Transcriptional Activation of sclA by Mga Requires a Distal Binding Site in Streptococcus pyogenes

Abstract

ABSTRACT Streptococcus pyogenes (the group A streptococcus [GAS]) is a medically significant pathogen of humans, causing a range of diseases from pharyngitis to necrotizing fasciitis. Several important GAS virulence genes are under the control of a pleiotropic regulator called Mga, or the multiple gene regulator of GAS, including the gene encoding the streptococcal collagen-like protein, or sclA . Analysis of the genome sequence upstream of sclA revealed two potential Mga-binding sites with homology to the published Mga-binding element, which were called P sclA -I (distal) and P sclA -II (proximal) based on their location relative to a predicted start of transcription. Primer extension was used to confirm that the Mga-dependent transcriptional start site for sclA was located adjacent to the proximal P sclA -II binding site. By using overlapping P sclA promoter probes and purified Mga-His fusion protein, it was shown by electrophoretic mobility shift assays that, unlike other Mga-regulated promoters, Mga binds only to a distal DNA-binding site (P sclA -I). Binding of Mga to P sclA -I could be competed with cold probes corresponding to known Mga-regulated promoters (P emm , P scpA , and P mga ) but not with a nonspecific probe or the proximal P sclA -II fragment.
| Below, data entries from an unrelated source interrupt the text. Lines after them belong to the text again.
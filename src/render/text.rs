//! Plain text rendering.
//!
//! Text targets display characters in stored order, so right-to-left runs
//! are shaped and reordered into visual order here.

use super::context::RenderContext;
use super::DegradeAction;
use crate::bidi::ShapingMode;
use crate::convert::{ConvertOptions, ConvertResult, Output};
use crate::error::Result;
use crate::model::{Block, BlockKind, Document};

/// Convert a document to plain text.
pub fn to_text(doc: &Document, options: &ConvertOptions) -> Result<ConvertResult> {
    let mut ctx = RenderContext::new(doc, "txt", ShapingMode::Visual, options);
    let mut pages = Vec::new();

    for page in doc.pages() {
        ctx.stats.add_page();
        let mut parts: Vec<String> = Vec::new();
        for (index, block) in page.blocks.iter().enumerate() {
            let dir = ctx.direction(page, block);
            ctx.stats.add_block(block.kind());
            let part = match block {
                Block::Heading(h) => ctx.shape(&h.text, dir).into_string(),
                Block::Paragraph(p) => {
                    if p.is_empty() {
                        continue;
                    }
                    ctx.shape(&p.text, dir).into_string()
                }
                Block::Image(i) => {
                    ctx.degrade(page, index, BlockKind::Image, DegradeAction::Placeholder)?;
                    format!("[Image: {}]", ctx.shape(i.label(), dir))
                }
                Block::Table(t) => t
                    .rows
                    .iter()
                    .map(|row| {
                        row.iter()
                            .map(|cell| ctx.shape(cell, dir).into_string())
                            .collect::<Vec<_>>()
                            .join("\t")
                    })
                    .collect::<Vec<_>>()
                    .join("\n"),
                Block::List(l) => {
                    ctx.stats.add_list_items(l.items.len());
                    l.items
                        .iter()
                        .enumerate()
                        .map(|(i, item)| {
                            let item = ctx.shape(item, dir);
                            if l.ordered {
                                format!("{}. {}", i + 1, item)
                            } else {
                                format!("- {}", item)
                            }
                        })
                        .collect::<Vec<_>>()
                        .join("\n")
                }
                Block::Link(l) => format!("{} <{}>", ctx.shape(&l.text, dir), l.url),
                Block::PositionedText(p) => {
                    ctx.degrade(page, index, BlockKind::PositionedText, DegradeAction::PositionDropped)?;
                    ctx.shape(&p.text, dir).into_string()
                }
            };
            if !part.is_empty() {
                parts.push(part);
            }
        }
        if !parts.is_empty() {
            pages.push(parts.join("\n\n"));
        }
    }

    let mut output = pages.join("\n\n");
    output.push('\n');
    Ok(ctx.finish(Output::Text(output), "text/plain"))
}
#[cfg(test)]
mod tests {
    use super::*;
    use crate::ocr::{preprocess, PixelBox, RawImage};
    use image::{GrayImage, ImageFormat, Luma};
    use std::io::Cursor;

    fn token(text: &str, x: u32, y: u32, w: u32, confidence: f64) -> RawToken {
        RawToken::new(text, PixelBox::new(x, y, w, 20), confidence)
    }

    #[test]
    fn test_same_line_merges() {
        let tokens = vec![
            token("world", 70, 11, 50, 0.9),
            token("Hello", 10, 10, 50, 0.8),
        ];
        let blocks = reconstruct(&tokens, 1000, 500, &ExtractOptions::default());
        assert_eq!(blocks.len(), 1);
        assert_eq!(blocks[0].text, "Hello world");
        assert_eq!(blocks[0].direction, Direction::Ltr);
        assert_eq!(blocks[0].language.as_deref(), Some("en"));
        assert!((blocks[0].confidence - 0.85).abs() < 1e-9);
        assert!(blocks[0].bbox.is_normalized());
    }

    #[test]
    fn test_wide_gap_splits_block() {
        let tokens = vec![token("left", 10, 10, 40, 0.9), token("right", 600, 10, 50, 0.9)];
        let blocks = reconstruct(&tokens, 1000, 500, &ExtractOptions::default());
        assert_eq!(blocks.len(), 2);
        assert_eq!(blocks[0].text, "left");
        assert_eq!(blocks[1].position.map(|p| p.order), Some(1));
    }

    #[test]
    fn test_lines_ordered_top_to_bottom() {
        let tokens = vec![token("second", 10, 100, 60, 0.9), token("first", 10, 10, 50, 0.9)];
        let blocks = reconstruct(&tokens, 1000, 500, &ExtractOptions::default());
        let texts: Vec<&str> = blocks.iter().map(|b| b.text.as_str()).collect();
        assert_eq!(texts, ["first", "second"]);
    }

    #[test]
    fn test_rtl_joins_from_right() {
        // "مرحبا" sits to the right of "بكم" on the page.
        let tokens = vec![token("بكم", 100, 10, 40, 0.9), token("مرحبا", 150, 10, 60, 0.9)];
        let blocks = reconstruct(&tokens, 400, 100, &ExtractOptions::default());
        assert_eq!(blocks.len(), 1);
        assert_eq!(blocks[0].text, "مرحبا بكم");
        assert_eq!(blocks[0].direction, Direction::Rtl);
        assert_eq!(blocks[0].language.as_deref(), Some("ar"));
    }

    #[test]
    fn test_low_confidence_flagged_not_dropped() {
        let tokens = vec![token("faint", 10, 10, 50, 0.2)];
        let blocks = reconstruct(&tokens, 100, 100, &ExtractOptions::default());
        assert_eq!(blocks.len(), 1);
        assert!(blocks[0].low_confidence);
    }

    #[test]
    fn test_blank_tokens_ignored() {
        let tokens = vec![token("  ", 10, 10, 50, 0.9)];
        assert!(reconstruct(&tokens, 100, 100, &ExtractOptions::default()).is_empty());
    }

    /// 200x120 page with a 2x2 grid ruled from (10, 20) to (190, 100).
    fn ruled_page(ruled: bool) -> Preprocessed {
        let mut image = GrayImage::from_pixel(200, 120, Luma([255]));
        // ink blots too short to be rules
        for (bx, by) in [(150, 4), (60, 106)] {
            for x in bx..bx + 10 {
                for y in by..by + 10 {
                    image.put_pixel(x, y, Luma([0]));
                }
            }
        }
        if ruled {
            for y in [20, 60, 100] {
                for x in 10..193 {
                    for t in 0..3 {
                        image.put_pixel(x, y + t, Luma([0]));
                    }
                }
            }
            for x in [10, 100, 190] {
                for y in 20..103 {
                    for t in 0..3 {
                        image.put_pixel(x + t, y, Luma([0]));
                    }
                }
            }
        }
        let mut png = Vec::new();
        image.write_to(&mut Cursor::new(&mut png), ImageFormat::Png).unwrap();
        preprocess(&RawImage::new(&png)).unwrap()
    }

    #[test]
    fn test_detect_grid() {
        let grid = detect_grid(&ruled_page(true)).unwrap();
        assert_eq!(grid.rows.len(), 3);
        assert_eq!(grid.columns.len(), 3);
        assert_eq!(grid.cell(40.0, 40.0), Some((0, 0)));
        assert_eq!(grid.cell(150.0, 80.0), Some((1, 1)));
        assert_eq!(grid.cell(40.0, 5.0), None);

        assert!(detect_grid(&ruled_page(false)).is_none());
    }

    #[test]
    fn test_words_in_grid_become_table() {
        let tokens = vec![
            token("Inventory", 20, 0, 60, 0.9),
            token("Name", 20, 30, 40, 0.9),
            token("Qty", 110, 30, 30, 0.9),
            token("apple", 20, 70, 40, 0.9),
            token("3", 110, 70, 10, 0.9),
            token("End", 20, 100, 30, 0.9),
        ];
        let blocks = reconstruct_page(&tokens, &ruled_page(true), &ExtractOptions::default());
        assert_eq!(blocks.len(), 3);
        assert!(matches!(&blocks[0], Block::PositionedText(p) if p.text == "Inventory"));
        match &blocks[1] {
            Block::Table(table) => {
                assert_eq!(table.rows, vec![vec!["Name", "Qty"], vec!["apple", "3"]]);
                assert_eq!(table.header_rows, 1);
                let position = table.position.unwrap();
                assert_eq!(position.order, 1);
                assert!(position.bbox.unwrap().is_normalized());
            }
            other => panic!("expected table, got {:?}", other),
        }
        assert!(matches!(&blocks[2], Block::PositionedText(p) if p.text == "End"));
        assert_eq!(blocks[2].position().map(|p| p.order), Some(2));
    }

    #[test]
    fn test_rtl_table_columns_in_logical_order() {
        let tokens = vec![
            token("العدد", 20, 30, 40, 0.9),
            token("الاسم", 110, 30, 40, 0.9),
            token("ثلاثة", 20, 70, 40, 0.9),
            token("تفاح", 110, 70, 40, 0.9),
        ];
        let blocks = reconstruct_page(&tokens, &ruled_page(true), &ExtractOptions::default());
        assert_eq!(blocks.len(), 1);
        match &blocks[0] {
            Block::Table(table) => {
                assert_eq!(table.direction, Direction::Rtl);
                assert_eq!(table.rows[0], ["الاسم", "العدد"]);
                assert_eq!(table.rows[1], ["تفاح", "ثلاثة"]);
            }
            other => panic!("expected table, got {:?}", other),
        }
    }

    #[test]
    fn test_unruled_page_has_no_table() {
        let tokens = vec![token("Name", 20, 30, 40, 0.9), token("Qty", 110, 30, 30, 0.9)];
        let blocks = reconstruct_page(&tokens, &ruled_page(false), &ExtractOptions::default());
        assert!(blocks.iter().all(|b| matches!(b, Block::PositionedText(_))));
    }
}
With the use of a plasmid-based green fluorescent protein transcriptional reporter system, the full-length P sclA was not sufficient to reproduce normal Mga-regulated activation. However, studies using a single-copy gusA transcriptional reporter system integrated at the native sclA chromosomal locus clearly demonstrated that the distal P sclA -I binding site is required for Mga regulation. Therefore, P sclA represents a new class of Mga-regulated promoters that requires a single distal binding site for activation.